Key Competencies and Objectives
Graduates of data science programs acquire a wide range of proficiencies in core areas:
- Statistical sampling
- Research design
- Data cleansing and munging
- Database management and file organization
- Machine learning and artificial intelligence
Career Opportunities for Oklahoma Data Scientists with Advanced Degrees
Graduates of Oklahoma’s data science master’s degree programs aren’t hurting for potential employers. The Oklahoma Department of Commerce reported that the state is home to such prominent companies as IBM, Boeing, Dell, Google, and GE among others. These companies are all in industries that rely heavily on data science for their success.
In addition, Oklahoma houses one of the four sites of the highly prominent data science firm WPA Opinion Research—one of the leading data science and opinion research firms for Republican candidates and politicians.
Oklahoma’s prominence in the oil and gas industry also contributes to the high number of data science jobs in the state. In addition to analyses of such topics as supply and demand, the oil and gas industry requires data scientists to help its web-based monitoring and field automation services.
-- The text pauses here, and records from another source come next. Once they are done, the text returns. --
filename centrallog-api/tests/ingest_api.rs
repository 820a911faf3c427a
//! Integration tests for the ingestion endpoint.
//!
//! Uses `tower::ServiceExt::oneshot` to call the router without binding a
//! real TCP port; every test writes into its own temp directory.

use axum::body::{to_bytes, Body};
use axum::http::{Method, Request, StatusCode};
use centrallog_api::server::{build_router, serve, AppState};
use centrallog_sink::LogFile;
use std::path::{Path, PathBuf};
use std::sync::Arc;
use tempfile::TempDir;
use tokio::io::{AsyncReadExt, AsyncWriteExt};
use tower::ServiceExt; // .oneshot()

const MISSING_FIELDS: &str = "Missing required fields: level, message, or service";

// ── Helper ────────────────────────────────────────────────────

fn make_state(dir: &TempDir) -> (Arc<AppState>, PathBuf) {
    let path = dir.path().join("microservices.log");
    (Arc::new(AppState::new(LogFile::new(&path))), path)
}

fn post_json(body: serde_json::Value) -> Request<Body> {
    post_raw(&body.to_string())
}

fn post_raw(body: &str) -> Request<Body> {
    Request::builder()
        .method(Method::POST)
        .uri("/log")
        .header("content-type", "application/json")
        .body(Body::from(body.to_string()))
        .unwrap()
}

async fn body_text(resp: axum::response::Response) -> String {
    let bytes = to_bytes(resp.into_body(), 1024 * 1024).await.unwrap();
    String::from_utf8(bytes.to_vec()).unwrap()
}

fn read_log(path: &Path) -> String {
    std::fs::read_to_string(path).unwrap_or_default()
}

// ── Success ───────────────────────────────────────────────────

#[tokio::test]
async fn valid_entry_returns_200_and_appends_line() {
    let dir = tempfile::tempdir().unwrap();
    let (state, path) = make_state(&dir);
    let app = build_router(state);

    let body = serde_json::json!({"level": "error", "message": "db down", "service": "auth"});
    let resp = app.oneshot(post_json(body)).await.unwrap();
    assert_eq!(resp.status(), StatusCode::OK);
    assert_eq!(body_text(resp).await, "Log received");

    let content = read_log(&path);
    let lines: Vec<&str> = content.lines().collect();
    assert_eq!(lines.len(), 1);
    assert!(lines[0].starts_with('['));
    assert!(lines[0].ends_with("] [ERROR] [auth] db down"), "{}", lines[0]);
}

#[tokio::test]
async fn success_body_is_plain_text() {
    let dir = tempfile::tempdir().unwrap();
    let (state, _) = make_state(&dir);
    let body = serde_json::json!({"level": "info", "message": "m", "service": "s"});
    let resp = build_router(state).oneshot(post_json(body)).await.unwrap();
    let content_type = resp.headers()["content-type"].to_str().unwrap().to_string();
    assert!(content_type.starts_with("text/plain"), "{content_type}");
}

#[tokio::test]
async fn optional_tags_follow_supplied_fields() {
    let dir = tempfile::tempdir().unwrap();
    let (state, path) = make_state(&dir);
    let body = serde_json::json!({
        "level": "warn",
        "message": "slow query",
        "service": "orders",
        "timestamp": "2024-01-01T00:00:00.000Z",
        "requestId": "r-1",
        "statusCode": 0,
        "metadata": {"a": 1},
        "response": "ok"
    });
    let resp = build_router(state).oneshot(post_json(body)).await.unwrap();
    assert_eq!(resp.status(), StatusCode::OK);

    assert_eq!(
        read_log(&path),
        "[2024-01-01T00:00:00.000Z] [WARN] [orders] [requestId: r-1] [status: 0] slow query \
         \nMetadata: {\n  \"a\": 1\n} \nResponse: ok\n"
    );
}

#[tokio::test]
async fn successive_requests_append() {
    let dir = tempfile::tempdir().unwrap();
    let (state, path) = make_state(&dir);
    for i in 0..3 {
        let body = serde_json::json!({"level": "info", "message": format!("m{i}"), "service": "s"});
        let resp = build_router(Arc::clone(&state)).oneshot(post_json(body)).await.unwrap();
        assert_eq!(resp.status(), StatusCode::OK);
    }
    let content = read_log(&path);
    let lines: Vec<&str> = content.lines().collect();
    assert_eq!(lines.len(), 3);
    assert!(lines[0].ends_with(" m0"));
    assert!(lines[2].ends_with(" m2"));
}

// ── Validation ────────────────────────────────────────────────

#[tokio::test]
async fn missing_required_fields_return_400_and_write_nothing() {
    let dir = tempfile::tempdir().unwrap();
    let (state, path) = make_state(&dir);

    let bodies = [
        serde_json::json!({"message": "m", "service": "s"}),
        serde_json::json!({"level": null, "message": "m", "service": "s"}),
        serde_json::json!({"level": "info", "message": "", "service": "s"}),
        serde_json::json!({"level": "info", "message": "m"}),
        serde_json::json!({"level": "info", "message": "m", "service": ""}),
        serde_json::json!({}),
    ];

    for body in bodies {
        let resp = build_router(Arc::clone(&state))
            .oneshot(post_json(body.clone()))
            .await
            .unwrap();
        assert_eq!(resp.status(), StatusCode::BAD_REQUEST, "{body}");
        let j: serde_json::Value = serde_json::from_str(&body_text(resp).await).unwrap();
        assert_eq!(j, serde_json::json!({ "error": MISSING_FIELDS }));
    }

    assert!(!path.exists(), "log file must not be created by rejected requests");
}

#[tokio::test]
async fn malformed_json_returns_4xx() {
    let dir = tempfile::tempdir().unwrap();
    let (state, path) = make_state(&dir);
    let resp = build_router(state).oneshot(post_raw("not-valid-json")).await.unwrap();
    assert!(resp.status().is_client_error(), "expected a 4xx for malformed JSON, got {}", resp.status());
    assert!(!path.exists());
}

#[tokio::test]
async fn wrongly_typed_field_returns_4xx() {
    let dir = tempfile::tempdir().unwrap();
    let (state, path) = make_state(&dir);
    let body = serde_json::json!({"level": "info", "message": "m", "service": "s", "statusCode": "200"});
    let resp = build_router(state).oneshot(post_json(body)).await.unwrap();
    assert!(resp.status().is_client_error());
    assert!(!path.exists());
}

// ── Routing ───────────────────────────────────────────────────

#[tokio::test]
async fn other_paths_return_404() {
    let dir = tempfile::tempdir().unwrap();
    let (state, _) = make_state(&dir);
    let req = Request::builder()
        .method(Method::POST)
        .uri("/logs")
        .header("content-type", "application/json")
        .body(Body::from("{}"))
        .unwrap();
    let resp = build_router(state).oneshot(req).await.unwrap();
    assert_eq!(resp.status(), StatusCode::NOT_FOUND);
}

#[tokio::test]
async fn get_on_log_is_not_served() {
    let dir = tempfile::tempdir().unwrap();
    let (state, _) = make_state(&dir);
    let req = Request::builder().method(Method::GET).uri("/log").body(Body::empty()).unwrap();
    let resp = build_router(state).oneshot(req).await.unwrap();
    assert_eq!(resp.status(), StatusCode::METHOD_NOT_ALLOWED);
}

// ── Write failure ─────────────────────────────────────────────

#[tokio::test]
async fn write_failure_returns_500() {
    let dir = tempfile::tempdir().unwrap();
    // Directory was never created, so the append fails.
    let path = dir.path().join("never-created").join("microservices.log");
    let state = Arc::new(AppState::new(LogFile::new(&path)));

    let body = serde_json::json!({"level": "info", "message": "m", "service": "s"});
    let resp = build_router(state).oneshot(post_json(body)).await.unwrap();
    assert_eq!(resp.status(), StatusCode::INTERNAL_SERVER_ERROR);
    assert_eq!(body_text(resp).await, "Log write failed");
}

// ── Concurrency ───────────────────────────────────────────────

#[tokio::test(flavor = "multi_thread", worker_threads = 4)]
async fn concurrent_posts_each_add_one_line() {
    let dir = tempfile::tempdir().unwrap();
    let (state, path) = make_state(&dir);

    let mut handles = Vec::new();
    for i in 0..32 {
        let app = build_router(Arc::clone(&state));
        handles.push(tokio::spawn(async move {
            let body = serde_json::json!({
                "level": "info",
                "message": format!("req-{i}"),
                "service": format!("svc-{}", i % 4)
            });
            app.oneshot(post_json(body)).await.unwrap().status()
        }));
    }
    for h in handles {
        assert_eq!(h.await.unwrap(), StatusCode::OK);
    }

    let content = read_log(&path);
    let lines: Vec<&str> = content.lines().collect();
    assert_eq!(lines.len(), 32);
    for i in 0..32 {
        let suffix = format!(" req-{i}");
        assert_eq!(lines.iter().filter(|l| l.ends_with(&suffix)).count(), 1);
    }
}

// ── Real socket ───────────────────────────────────────────────

#[tokio::test]
async fn serve_accepts_posts_over_tcp() {
    let dir = tempfile::tempdir().unwrap();
    let (state, path) = make_state(&dir);
    let listener = tokio::net::TcpListener::bind("127.0.0.1:0").await.unwrap();
    let addr = listener.local_addr().unwrap();

    let (stop_tx, stop_rx) = tokio::sync::oneshot::channel::<()>();
    let server = tokio::spawn(serve(listener, state, async move {
        let _ = stop_rx.await;
    }));

    let body = r#"{"level":"info","message":"over the wire","service":"tcp"}"#;
    let request = format!(
        "POST /log HTTP/1.1\r\nHost: {addr}\r\nContent-Type: application/json\r\n\
         Content-Length: {}\r\nConnection: close\r\n\r\n{body}",
        body.len()
    );
    let mut stream = tokio::net::TcpStream::connect(addr).await.unwrap();
    stream.write_all(request.as_bytes()).await.unwrap();
    let mut response = String::new();
    stream.read_to_string(&mut response).await.unwrap();

    assert!(response.starts_with("HTTP/1.1 200"), "{response}");
    assert!(response.ends_with("Log received"));
    assert!(read_log(&path).ends_with("[INFO] [tcp] over the wire\n"));

    stop_tx.send(()).unwrap();
    server.await.unwrap().unwrap();
}
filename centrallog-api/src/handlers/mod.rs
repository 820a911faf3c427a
pub mod ingest;
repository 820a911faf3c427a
pub mod error;
pub mod handlers;
pub mod server;
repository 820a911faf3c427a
pub mod log_file;

pub use log_file::LogFile;
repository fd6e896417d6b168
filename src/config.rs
//! Resolution of the distribution settings from CLI overrides and package
//! metadata. Everything is optional on the command line; defaults come from
//! the toolchain's view of the project.

use std::path::PathBuf;

use crate::toolchain::PackageMeta;

/// Overrides collected from the command line.
#[derive(Debug, Default, Clone)]
pub struct Config {
    /// Output directory; defaults to `dist` under the workspace root.
    pub out_dir: Option<PathBuf>,
    /// Binary name; defaults to the root package's bin target.
    pub bin: Option<String>,
}

impl Config {
    pub fn resolved_out_dir(&self, meta: &PackageMeta) -> PathBuf {
        self.out_dir
            .clone()
            .unwrap_or_else(|| meta.workspace_root.join("dist"))
    }

    pub fn resolved_binary_name(&self, meta: &PackageMeta) -> String {
        self.bin.clone().unwrap_or_else(|| meta.binary_name.clone())
    }
}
Naturally, with all that competition, you can expect to be paid top dollar for your work. According to Robert Half’s 2020 Technology Salary Guide, entry-level data scientists in Tulsa make more than $98,000, while those in the top of the field—the ones who stopped off and got master’s degrees—make more than $167,000. That’s better than you’ll pull down out in the oil fields.
These listings are just to demonstrate the types of data science jobs available in Oklahoma and should not be construed as an assurance of employment or current job offers.
Data Scientist with WPA Research in Oklahoma City – Candidates must have extensive familiarity with Python for data analysis and machine learning. Other valuable skills include R, Java, SQL and NoSQL, or other analytical and programming packages. Applicants with a master’s degree in data science, statistics, computer science, or an applied quantitative skill are preferred.
Senior Data Scientist – Predictive Analytics with a Client in Tulsa – Candidates will join a team that is building a unique technology platform for the real-time discovery and manipulation of data for the oil and gas industry. Applicants must be passionate about creating efficient and fast algorithms for data analysis and machine learning. Required skills include AI, machine learning, statistical analysis, and proficiency in programming technology and languages such as Python, C++, R, Java, and SQL. The position requires at least a master’s degree in statistics, physics, computer science, or a related field with a focus on data analysis.